Environmentalism 2.0(12, 13…) and nature v. nature

Slate published an article recently by Keith Kloor on the “battle over nature” in mainstream environmentalism. It starts out from a now well-rehearsed departure point: Nordhaus and Shellenberger’s declaration that environmentalism is dead.

Since then, as Bryan G. Norton so nicely put it, environmentalists are at best mourning a movement past. As the opening gambit of one of his major works states, the obits have been written. Of course, Norton doesn’t think this is exactly right. For him, what is dead is a particular version of environmentalism, one pitched between the preservationist (i.e. hands-off nature) view anchored in John Muir and the conservationist (i.e. use nature wisely) view anchored in Gifford Pinchot. Norton’s view is that it is this version of environmentalism that is dead.

So what comes next?

According to the Slate article, environmentalism 2.0 is the new battle for nature where the remaining preservationists are confronted by pragmatic modernists. If those are the two options, it looks to me like conservationism in a new outfit. And not, as Norton would have it, a new environmentalism characterized by a thorough-going pragmatism – which is a philosophic view where the test of truth is what prevails in the long run and in which experimental policies drive assessments of how to relate to nested and complex social and ecological systems. It is a philosophy, for Norton, of adaptive management.

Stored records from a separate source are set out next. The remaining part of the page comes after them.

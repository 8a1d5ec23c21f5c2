//! Snapshots
//!
//! A snapshot is a frozen copy of the KeyDir plus a reference to every data
//! file that copy points into. Holding the references keeps compaction from
//! deleting those files; closing the snapshot lets them go.

use std::collections::HashMap;
use std::sync::Arc;

use parking_lot::RwLock;

use crate::error::{CaskError, Result};
use crate::keydir::{KeyDir, KeyDirView};
use crate::log::{DataFile, FileId};
use crate::storage::FileRegistry;

/// Point-in-time read view of the store
///
/// Writes made after the snapshot was created are not visible through it.
/// Reads after `close()` fail with `SnapshotClosed`. Dropping an open
/// snapshot closes it.
pub struct Snapshot {
    view: KeyDirView,
    /// None once closed
    files: RwLock<Option<HashMap<FileId, Arc<DataFile>>>>,
}

impl Snapshot {
    /// Freeze the KeyDir and pin the files it references
    pub(crate) fn capture(keydir: &KeyDir, registry: &FileRegistry) -> Result<Self> {
        // The registry lock keeps every file in the view registered while
        // it is pinned
        let registered = registry.read();
        let view = keydir.snapshot_view();

        let mut files = HashMap::new();
        for entry in view.values() {
            if files.contains_key(&entry.file_id) {
                continue;
            }
            let file = registered
                .get(&entry.file_id)
                .ok_or(CaskError::MissingDataFile(entry.file_id))?;
            files.insert(entry.file_id, Arc::clone(file));
        }
        drop(registered);

        tracing::trace!(
            "Snapshot captured: {} keys across {} files",
            view.len(),
            files.len()
        );

        Ok(Self {
            view,
            files: RwLock::new(Some(files)),
        })
    }

    /// Value of `key` as of snapshot creation
    pub fn get(&self, key: &[u8]) -> Result<Option<Vec<u8>>> {
        let files = self.files.read();
        let files = files.as_ref().ok_or(CaskError::SnapshotClosed)?;

        let entry = match self.view.get(key) {
            Some(entry) => entry,
            None => return Ok(None),
        };
        let file = files
            .get(&entry.file_id)
            .ok_or(CaskError::MissingDataFile(entry.file_id))?;

        file.read_value(entry.value_position, entry.value_size)
            .map(Some)
    }

    /// Keys visible through the snapshot
    pub fn keys(&self) -> Result<Vec<Vec<u8>>> {
        self.ensure_open()?;
        Ok(self.view.keys().cloned().collect())
    }

    /// Number of keys visible through the snapshot
    pub fn len(&self) -> usize {
        self.view.len()
    }

    pub fn is_empty(&self) -> bool {
        self.view.is_empty()
    }

    /// Ids of the data files this snapshot keeps alive, ascending
    pub fn file_ids(&self) -> Vec<FileId> {
        let mut ids: Vec<FileId> = self
            .files
            .read()
            .as_ref()
            .map(|files| files.keys().copied().collect())
            .unwrap_or_default();
        ids.sort();
        ids
    }

    /// Release the pinned files; later reads fail
    ///
    /// Closing twice is a no-op.
    pub fn close(&self) {
        let released = self.files.write().take();
        if let Some(files) = released {
            tracing::trace!("Snapshot closed, releasing {} files", files.len());
        }
    }

    pub fn is_closed(&self) -> bool {
        self.files.read().is_none()
    }

    fn ensure_open(&self) -> Result<()> {
        if self.is_closed() {
            return Err(CaskError::SnapshotClosed);
        }
        Ok(())
    }
}

impl Drop for Snapshot {
    fn drop(&mut self) {
        self.close();
    }
}

impl std::fmt::Debug for Snapshot {
    fn fmt(&self, f: &mut std::fmt::Formatter<'_>) -> std::fmt::Result {
        f.debug_struct("Snapshot")
            .field("keys", &self.view.len())
            .field("closed", &self.is_closed())
            .finish()
    }
}
//! CaskKV CLI
//!
//! Command-line interface operating directly on a local data directory.

use std::process;

use caskkv::config::mib_to_bytes;
use caskkv::{CaskError, Config, Engine};
use clap::{Parser, Subcommand};
use tracing_subscriber::{fmt, EnvFilter};

/// CaskKV CLI
#[derive(Parser, Debug)]
#[command(name = "caskkv-cli")]
#[command(about = "CLI for the CaskKV key-value store")]
#[command(version)]
struct Args {
    /// Data directory
    #[arg(short, long, default_value = "./caskkv_data")]
    data_dir: String,

    /// Maximum data file size in MB before rotation
    #[arg(short = 'm', long, default_value = "2048")]
    max_file_mb: u64,

    #[command(subcommand)]
    command: Commands,
}

#[derive(Subcommand, Debug)]
enum Commands {
    /// Get a value by key
    Get {
        /// The key to get
        key: String,
    },

    /// Put a key-value pair
    Put {
        /// The key to set
        key: String,

        /// The value to set
        value: String,
    },

    /// Delete a key
    Del {
        /// The key to delete
        key: String,
    },

    /// List every live key
    Keys,

    /// Merge sealed data files
    Compact,

    /// Show directory statistics
    Stats,
}

fn main() {
    // Logs go to stderr; stdout carries command output
    let filter = EnvFilter::try_from_default_env()
        .unwrap_or_else(|_| EnvFilter::new("info,caskkv=debug"));

    fmt()
        .with_env_filter(filter)
        .with_target(true)
        .with_thread_ids(true)
        .with_writer(std::io::stderr)
        .init();

    let args = Args::parse();

    let max_file_size = match mib_to_bytes(args.max_file_mb) {
        Ok(size) => size,
        Err(e) => {
            tracing::error!("{}", e);
            process::exit(1);
        }
    };
    let config = Config::builder()
        .data_dir(&args.data_dir)
        .max_file_size(max_file_size)
        .build();

    let engine = match Engine::open(config) {
        Ok(e) => e,
        Err(e) => {
            tracing::error!("Failed to open {}: {}", args.data_dir, e);
            process::exit(1);
        }
    };

    let result = run(&engine, args.command).and_then(|_| engine.close());
    if let Err(e) = result {
        tracing::error!("{}", e);
        process::exit(1);
    }
}

fn run(engine: &Engine, command: Commands) -> Result<(), CaskError> {
    match command {
        Commands::Get { key } => match engine.get(key.as_bytes())? {
            Some(value) => println!("{}", String::from_utf8_lossy(&value)),
            None => println!("(nil)"),
        },
        Commands::Put { key, value } => {
            engine.put(key.as_bytes(), value.as_bytes())?;
            println!("OK");
        }
        Commands::Del { key } => {
            engine.remove(key.as_bytes())?;
            println!("OK");
        }
        Commands::Keys => {
            let mut keys = engine.list_keys();
            keys.sort();
            for key in keys {
                println!("{}", String::from_utf8_lossy(&key));
            }
        }
        Commands::Compact => {
            let stats = engine.compact()?;
            println!(
                "compacted {} files into {} ({} -> {} bytes, {} keys moved)",
                stats.files_compacted,
                stats.files_written,
                stats.bytes_before,
                stats.bytes_after,
                stats.keys_repointed
            );
        }
        Commands::Stats => {
            let recovery = engine.recovery_stats();
            println!("caskkv {}", caskkv::VERSION);
            println!("keys:            {}", engine.key_count());
            println!("data files:      {}", engine.file_count());
            println!("disk bytes:      {}", engine.disk_size());
            println!("hint files used: {}", recovery.hint_files_used);
            println!("files scanned:   {}", recovery.data_files_scanned);
            println!("corrupt hints:   {}", recovery.corrupt_hint_files);
            println!("truncated files: {}", recovery.truncated_files);
        }
    }
    Ok(())
}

But if this is so, of what interest is “nature” in the Slate article?

As I’ve noted here before, following some of Tim Morton’s work, working without nature is the way to go. But it is not quite accurate to say that we can do ecology without nature, as Morton asks us to do. I’m not interested in emphasizing differences, but my view is that ecology is entangled with nature. And that it will be so for the foreseeable future. Which is to say, even if we think that the concept, worldview, or proposition of “nature” is outdated, wrongheaded, or empty, it remains the case that the social and ecological systems we inhabit have been actively shaped by it for quite some time. So while we need philosophic work on doing ecology without nature, we also need a practical philosophy for an ecology entangled with it. We need something like transition ecology.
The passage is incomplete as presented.